On Mon, Feb 23, 2026 at 22:39:43 -0300, Lucas Amaral wrote:
When creating multiple VMs in parallel, concurrent volume creation holds an async job on the pool. A pool refresh during this window
Other operations increase the async job count too, such as download/upload/wipe.
fails immediately with "pool has asynchronous jobs running", which causes cascading failures in parallel provisioning workflows.
The refresh operation genuinely cannot run while a volume build is in progress (it clears all volume metadata via virStoragePoolObjClearVols), but the failure is premature since
Yes, clearing of the list of volumes especially can't happen while some of the operations that set the 'in_use' semaphore of virStorageVol are in use. Without that we could perhaps do refcounted volume objects and let the running API operate on the old variant while refresh populates a new list, but that wouldn't work well with the interlocking.

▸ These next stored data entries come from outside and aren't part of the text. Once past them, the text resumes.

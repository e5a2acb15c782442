//! Cache entry lifecycle
//!
//! One entry exists per call key at any time. It is created `Pending` when a
//! call is dispatched, transitions to `Completed` or `Failed` exactly once
//! when the execution resolves, and is delivered to a caller **at most
//! once**: the first delivery sets `consumed`, which makes the entry
//! eligible for eviction regardless of remaining TTL.
//!
//! Eviction rule (applied by the lifecycle sweep): delete when `consumed`,
//! or when `now - timestamp > ttl` regardless of consumption.

use chrono::{DateTime, Duration, Utc};
use serde::{Deserialize, Serialize};

use crate::tool::value_objects::ToolCallResult;

/// Execution state recorded in a cache entry
#[derive(Debug, Clone, Copy, PartialEq, Eq, Serialize, Deserialize)]
#[serde(rename_all = "lowercase")]
pub enum CacheStatus {
    /// Dispatched, no terminal result yet
    Pending,
    /// Execution resolved with a result
    Completed,
    /// Execution raised past the dispatcher boundary
    Failed,
}

impl CacheStatus {
    pub fn is_terminal(&self) -> bool {
        !matches!(self, CacheStatus::Pending)
    }
}

/// One cached call result, keyed externally by the call key
#[derive(Debug, Clone, Serialize, Deserialize)]
pub struct CacheEntry {
    /// The result; a progress placeholder while `Pending`
    pub result: ToolCallResult,
    /// When the entry was created or last transitioned
    pub timestamp: DateTime<Utc>,
    /// Time to live measured from `timestamp`, in seconds
    pub ttl_secs: i64,
    /// Lifecycle state
    pub status: CacheStatus,
    /// Whether the terminal result has been delivered to a caller
    pub consumed: bool,
    /// Task id correlated with this entry
    pub task_id: String,
    /// Attempts recorded by the owning execution
    #[serde(default)]
    pub retry_count: u32,
}

impl CacheEntry {
    /// Create the pending entry written when a call is dispatched
    pub fn pending(task_id: impl Into<String>, ttl: Duration) -> Self {
        Self {
            result: ToolCallResult::text("Tool call is still running"),
            timestamp: Utc::now(),
            ttl_secs: ttl.num_seconds(),
            status: CacheStatus::Pending,
            consumed: false,
            task_id: task_id.into(),
            retry_count: 0,
        }
    }

    /// Transition to a terminal state with the real result.
    ///
    /// Resets the timestamp so the TTL window starts when the result became
    /// available, not when the call was dispatched.
    pub fn complete(&mut self, status: CacheStatus, result: ToolCallResult) {
        debug_assert!(status.is_terminal());
        self.status = status;
        self.result = result;
        self.timestamp = Utc::now();
        self.consumed = false;
    }

    pub fn is_expired(&self, now: DateTime<Utc>) -> bool {
        now - self.timestamp > Duration::seconds(self.ttl_secs)
    }

    /// Whether a fast-path read may return this entry (and consume it)
    pub fn is_deliverable(&self, now: DateTime<Utc>) -> bool {
        self.status.is_terminal() && !self.consumed && !self.is_expired(now)
    }

    /// Whether the lifecycle sweep should delete this entry
    pub fn is_evictable(&self, now: DateTime<Utc>) -> bool {
        self.consumed || self.is_expired(now)
    }

    /// Mark the one-time delivery
    pub fn mark_consumed(&mut self) {
        self.consumed = true;
    }
}

#[cfg(test)]
mod tests {
    use super::*;

    fn completed_entry() -> CacheEntry {
        let mut entry = CacheEntry::pending("t-0123456789abcdef", Duration::seconds(300));
        entry.complete(CacheStatus::Completed, ToolCallResult::text("15°C"));
        entry
    }

    #[test]
    fn test_pending_entry_is_not_deliverable() {
        let entry = CacheEntry::pending("t-0123456789abcdef", Duration::seconds(300));
        assert_eq!(entry.status, CacheStatus::Pending);
        assert!(!entry.is_deliverable(Utc::now()));
        assert!(!entry.is_evictable(Utc::now()));
    }

    #[test]
    fn test_completed_entry_is_deliverable_once() {
        let mut entry = completed_entry();
        let now = Utc::now();
        assert!(entry.is_deliverable(now));

        entry.mark_consumed();
        assert!(!entry.is_deliverable(now));
        // Consumed entries are evicted regardless of remaining TTL
        assert!(entry.is_evictable(now));
    }

    #[test]
    fn test_failed_entry_is_deliverable() {
        let mut entry = CacheEntry::pending("t-0123456789abcdef", Duration::seconds(300));
        entry.complete(CacheStatus::Failed, ToolCallResult::error("upstream exploded"));
        assert!(entry.is_deliverable(Utc::now()));
        assert!(entry.result.is_error);
    }

    #[test]
    fn test_expiry() {
        let entry = completed_entry();
        let later = entry.timestamp + Duration::seconds(301);
        assert!(entry.is_expired(later));
        assert!(!entry.is_deliverable(later));
        // Unconsumed but expired: still evictable
        assert!(entry.is_evictable(later));
    }

    #[test]
    fn test_unconsumed_unexpired_survives_sweep() {
        let entry = completed_entry();
        let now = entry.timestamp + Duration::seconds(10);
        assert!(!entry.is_evictable(now));
    }
}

the async job will finish shortly.
IMO 'shortly' is relative if upload/download/wipe is considered.
Add a condition variable to virStoragePoolObj that allows storagePoolRefresh() to wait up to 30 seconds for async jobs to drain. The volume build thread broadcasts the condition when it decrements asyncjobs to zero. After waking, the refresh function re-validates preconditions (pool still active, not starting) since
The pre-condition checks ought to be packaged into a helper function if this approach is to be taken.
the pool lock was released during the wait.
Only storagePoolRefresh() gets the wait mechanism. The other three operations (destroy, undefine, delete) keep the immediate error
This IMO doesn't make sense and additionally our async job handling on VM objects doesn't have this distinction. All APIs get to wait for the async job to finish. I don't think this has any reason to be exception. I think that we need in fact to extract the logic you propose and apply it to all operations which check the reference count and also add a variant of this which will consider the 'in_use' semaphore in addition to the 'asyncjobs' semaphore.
because waiting to destroy or delete a pool during volume creation is not a sensible user workflow.
Technically the 'delete'/'destroy' would happen. Also as noted there are other operations too which take the 'async job'.